On Sun, 15 Aug 2021 14:10:34 +0800 yanghui <yanghui.def@...edance.com> wrote:

> Servers happened below panic:
> Kernel version:5.4.56
> BUG: unable to handle page fault for address: 0000000000002c48
> RIP: 0010:__next_zones_zonelist+0x1d/0x40
> [264003.977696] RAX: 0000000000002c40 RBX: 0000000000100dca RCX: 0000000000000014
> [264003.977872] Call Trace:
> [264003.977888]  __alloc_pages_nodemask+0x277/0x310
> [264003.977908]  alloc_page_interleave+0x13/0x70
> [264003.977926]  handle_mm_fault+0xf99/0x1390
> [264003.977951]  __do_page_fault+0x288/0x500
> [264003.977979]  ? schedule+0x39/0xa0
> [264003.977994]  do_page_fault+0x30/0x110
> [264003.978010]  page_fault+0x3e/0x50
> 
> The reason of panic is that MAX_NUMNODES is passd in the third parameter
> in function __alloc_pages_nodemask(preferred_nid). So if to access
> zonelist->zoneref->zone_idx in __next_zones_zonelist the panic will happen.
> 
> In offset_il_node(), first_node() return nid from pol->v.nodes, after
> this other threads may changed pol->v.nodes before next_node().
> This race condition will let next_node return MAX_NUMNODES.So put
> pol->nodes in a local variable.
> 
> The race condition is between offset_il_node and cpuset_change_task_nodemask:
> CPU0:                                     CPU1:
> alloc_pages_vma()
>   interleave_nid(pol,)
>     offset_il_node(pol,)
>       first_node(pol->v.nodes)            cpuset_change_task_nodemask
>                       //nodes==0xc          mpol_rebind_task
>                                               mpol_rebind_policy
>                                                 mpol_rebind_nodemask(pol,nodes)
>                       //nodes==0x3
>       next_node(nid, pol->v.nodes)//return MAX_NUMNODES
> 
>
> ...
>
> --- a/mm/mempolicy.c
> +++ b/mm/mempolicy.c
> @@ -1965,17 +1965,26 @@ unsigned int mempolicy_slab_node(void)
>   */
>  static unsigned offset_il_node(struct mempolicy *pol, unsigned long n)
>  {
> -	unsigned nnodes = nodes_weight(pol->nodes);
> -	unsigned target;
> +	nodemask_t nodemask = pol->nodes;

Ouch.  nodemask_t can be large - up to 128 bytes I think.  This looks
like an expensive thing to be adding to fast paths (alloc_pages_vma()).

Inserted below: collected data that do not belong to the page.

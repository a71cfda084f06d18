//! WGPU-based renderer for a single static model
//!
//! Owns the surface, the depth buffer and one pipeline; the model is
//! uploaded once and drawn with one indexed call per material chunk.

use std::{iter, sync::Arc};

use anyhow::{Context, Result};
use cgmath::Matrix4;
use log::info;
use wgpu::TextureFormat;

use super::{
    gpu_model::{vertex_attributes, vertex_stride, DrawModel, GpuModel},
    uniforms::{GlobalUniform, MaterialUniform},
};
use crate::{
    gfx::{
        camera::CameraUniform,
        resources::{DepthTexture, UniformBuffer},
    },
    model::Model,
};

const GLOBAL_GROUP: u32 = 0;
const MATERIAL_GROUP: u32 = 1;

pub struct RenderEngine {
    surface: wgpu::Surface<'static>,
    device: Arc<wgpu::Device>,
    queue: Arc<wgpu::Queue>,
    config: wgpu::SurfaceConfiguration,
    depth_texture: DepthTexture,
    format: TextureFormat,

    pipeline: wgpu::RenderPipeline,

    global_ubo: UniformBuffer<GlobalUniform>,
    global_bind_group: wgpu::BindGroup,
    model_transform: Matrix4<f32>,
    model: GpuModel,
}

impl RenderEngine {
    pub async fn new(
        window: impl Into<wgpu::SurfaceTarget<'static>>,
        width: u32,
        height: u32,
        model: &Model,
        model_scale: f32,
    ) -> Result<RenderEngine> {
        let instance = wgpu::Instance::new(&wgpu::InstanceDescriptor {
            backends: wgpu::Backends::all(),
            ..Default::default()
        });
        let surface = instance
            .create_surface(window)
            .context("Failed to create surface")?;

        let adapter = instance
            .request_adapter(&wgpu::RequestAdapterOptions {
                power_preference: wgpu::PowerPreference::default(),
                compatible_surface: Some(&surface),
                force_fallback_adapter: false,
            })
            .await
            .context("Failed to request adapter")?;
        info!("Using adapter: {}", adapter.get_info().name);

        let (device, queue) = adapter
            .request_device(&wgpu::DeviceDescriptor {
                label: Some("WGPU Device"),
                required_features: wgpu::Features::default(),
                required_limits: wgpu::Limits::downlevel_defaults(),
                memory_hints: wgpu::MemoryHints::default(),
                trace: wgpu::Trace::Off,
            })
            .await
            .context("Failed to request a device")?;

        let surface_capabilities = surface.get_capabilities(&adapter);
        let format = surface_capabilities
            .formats
            .iter()
            .copied()
            .find(|f| !f.is_srgb())
            .or_else(|| surface_capabilities.formats.first().copied())
            .context("Surface reports no texture formats")?;

        let config = wgpu::SurfaceConfiguration {
            usage: wgpu::TextureUsages::RENDER_ATTACHMENT,
            format,
            width: width.max(1),
            height: height.max(1),
            present_mode: wgpu::PresentMode::AutoVsync,
            alpha_mode: surface_capabilities
                .alpha_modes
                .first()
                .copied()
                .unwrap_or(wgpu::CompositeAlphaMode::Auto),
            view_formats: vec![],
            desired_maximum_frame_latency: 2,
        };
        surface.configure(&device, &config);
        let depth_texture = DepthTexture::new(&device, &config, "depth_texture");

        let model_transform = Matrix4::from_scale(model_scale);
        let global_ubo = UniformBuffer::new_with_data(
            &device,
            &GlobalUniform::new(CameraUniform::default(), model_transform),
        );
        let global_layout = device.create_bind_group_layout(&wgpu::BindGroupLayoutDescriptor {
            label: Some("Globals Bind Group Layout"),
            entries: &[UniformBuffer::<GlobalUniform>::layout_entry(0)],
        });
        let global_bind_group = device.create_bind_group(&wgpu::BindGroupDescriptor {
            label: Some("Global Bind Group"),
            layout: &global_layout,
            entries: &[wgpu::BindGroupEntry {
                binding: 0,
                resource: global_ubo.binding_resource(),
            }],
        });

        let material_layout = device.create_bind_group_layout(&wgpu::BindGroupLayoutDescriptor {
            label: Some("Material Bind Group Layout"),
            entries: &[UniformBuffer::<MaterialUniform>::layout_entry(0)],
        });
        let model = GpuModel::new(&device, model, &material_layout)?;

        let shader = device.create_shader_module(wgpu::ShaderModuleDescriptor {
            label: Some("Shader"),
            source: wgpu::ShaderSource::Wgsl(include_str!("shader.wgsl").into()),
        });

        let pipeline_layout = device.create_pipeline_layout(&wgpu::PipelineLayoutDescriptor {
            label: Some("Model Pipeline Layout"),
            bind_group_layouts: &[&global_layout, &material_layout],
            push_constant_ranges: &[],
        });

        let attributes = vertex_attributes(model.layout);
        let vertex_entry_point = if model.layout.has_normal() {
            "vs_main"
        } else {
            "vs_position_only"
        };

        let pipeline = device.create_render_pipeline(&wgpu::RenderPipelineDescriptor {
            label: Some("Model Pipeline"),
            layout: Some(&pipeline_layout),
            vertex: wgpu::VertexState {
                module: &shader,
                entry_point: Some(vertex_entry_point),
                buffers: &[wgpu::VertexBufferLayout {
                    array_stride: vertex_stride(model.layout),
                    step_mode: wgpu::VertexStepMode::Vertex,
                    attributes: &attributes,
                }],
                compilation_options: Default::default(),
            },
            primitive: wgpu::PrimitiveState {
                topology: wgpu::PrimitiveTopology::TriangleList,
                strip_index_format: None,
                front_face: wgpu::FrontFace::Ccw,
                cull_mode: None,
                polygon_mode: wgpu::PolygonMode::Fill,
                conservative: false,
                unclipped_depth: false,
            },
            depth_stencil: Some(DepthTexture::depth_stencil_state()),
            multisample: wgpu::MultisampleState {
                count: 1,
                mask: !0,
                alpha_to_coverage_enabled: false,
            },
            fragment: Some(wgpu::FragmentState {
                module: &shader,
                entry_point: Some("fs_main"),
                targets: &[Some(wgpu::ColorTargetState {
                    format,
                    blend: Some(wgpu::BlendState::REPLACE),
                    write_mask: wgpu::ColorWrites::ALL,
                })],
                compilation_options: Default::default(),
            }),
            multiview: None,
            cache: None,
        });

        Ok(RenderEngine {
            device: device.into(),
            config,
            format,
            surface,
            queue: queue.into(),
            pipeline,
            depth_texture,

            global_ubo,
            global_bind_group,
            model_transform,
            model,
        })
    }

    pub fn render_frame(&self) -> Result<(), wgpu::SurfaceError> {
        let surface_texture = self.surface.get_current_texture()?;

        let surface_texture_view =
            surface_texture
                .texture
                .create_view(&wgpu::TextureViewDescriptor {
                    format: Some(self.format),
                    ..Default::default()
                });
        let mut encoder = self
            .device
            .create_command_encoder(&wgpu::CommandEncoderDescriptor {
                label: Some("Render Encoder"),
            });

        {
            let mut render_pass = encoder.begin_render_pass(&wgpu::RenderPassDescriptor {
                label: Some("Render Pass"),
                color_attachments: &[Some(wgpu::RenderPassColorAttachment {
                    view: &surface_texture_view,
                    resolve_target: None,
                    ops: wgpu::Operations {
                        load: wgpu::LoadOp::Clear(wgpu::Color {
                            r: 0.1,
                            g: 0.2,
                            b: 0.3,
                            a: 1.0,
                        }),
                        store: wgpu::StoreOp::Store,
                    },
                })],
                depth_stencil_attachment: Some(wgpu::RenderPassDepthStencilAttachment {
                    view: &self.depth_texture.view,
                    depth_ops: Some(wgpu::Operations {
                        load: wgpu::LoadOp::Clear(1.0),
                        store: wgpu::StoreOp::Store,
                    }),
                    stencil_ops: None,
                }),
                occlusion_query_set: None,
                timestamp_writes: None,
            });

            render_pass.set_pipeline(&self.pipeline);
            render_pass.set_bind_group(GLOBAL_GROUP, &self.global_bind_group, &[]);
            render_pass.draw_model(&self.model, MATERIAL_GROUP);
        }

        self.queue.submit(iter::once(encoder.finish()));
        surface_texture.present();
        Ok(())
    }

    pub fn update(&mut self, camera_uniform: CameraUniform) {
        self.global_ubo.update_content(
            &self.queue,
            GlobalUniform::new(camera_uniform, self.model_transform),
        );
    }

    pub fn resize(&mut self, width: u32, height: u32) {
        if width == 0 || height == 0 {
            return;
        }
        self.config.width = width;
        self.config.height = height;
        self.surface.configure(&self.device, &self.config);

        self.depth_texture = DepthTexture::new(&self.device, &self.config, "depth_texture");
    }

    /// Reconfigures the surface at its current size, after it was lost.
    pub fn reconfigure(&mut self) {
        self.resize(self.config.width, self.config.height);
    }
}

Plus it consumes a lot of stack.

> +	unsigned int target, nnodes;
>  	int i;
>  	int nid;
> +	/*
> +	 * The barrier will stabilize the nodemask in a register or on
> +	 * the stack so that it will stop changing under the code.
> +	 *
> +	 * Between first_node() and next_node(), pol->nodes could be changed
> +	 * by other threads. So we put pol->nodes in a local stack.
> +	 */
> +	barrier();
>  
> +	nnodes = nodes_weight(nodemask);
>  	if (!nnodes)
>  		return numa_node_id();
>  	target = (unsigned int)n % nnodes;
> -	nid = first_node(pol->nodes);
> +	nid = first_node(nodemask);
>  	for (i = 0; i < target; i++)
> -		nid = next_node(nid, pol->nodes);
> +		nid = next_node(nid, nodemask);
>  	return nid;
>  }

The whole idea seems a bit hacky and fragile to be.  We're dealing with
a potentially stale copy of the nodemask, yes?

Ordinarily this is troublesome because there could be other problems
caused by working off stale data and a better fix would be to simply
avoid using stale data!

But I guess that if the worst case is that once in a billion times,
interleaving hands out a page which isn't on the intended node then we
can live with that.

And if this guess is correct and it is indeed the case that this is the
worst case, can we please spell all this out in the changelog.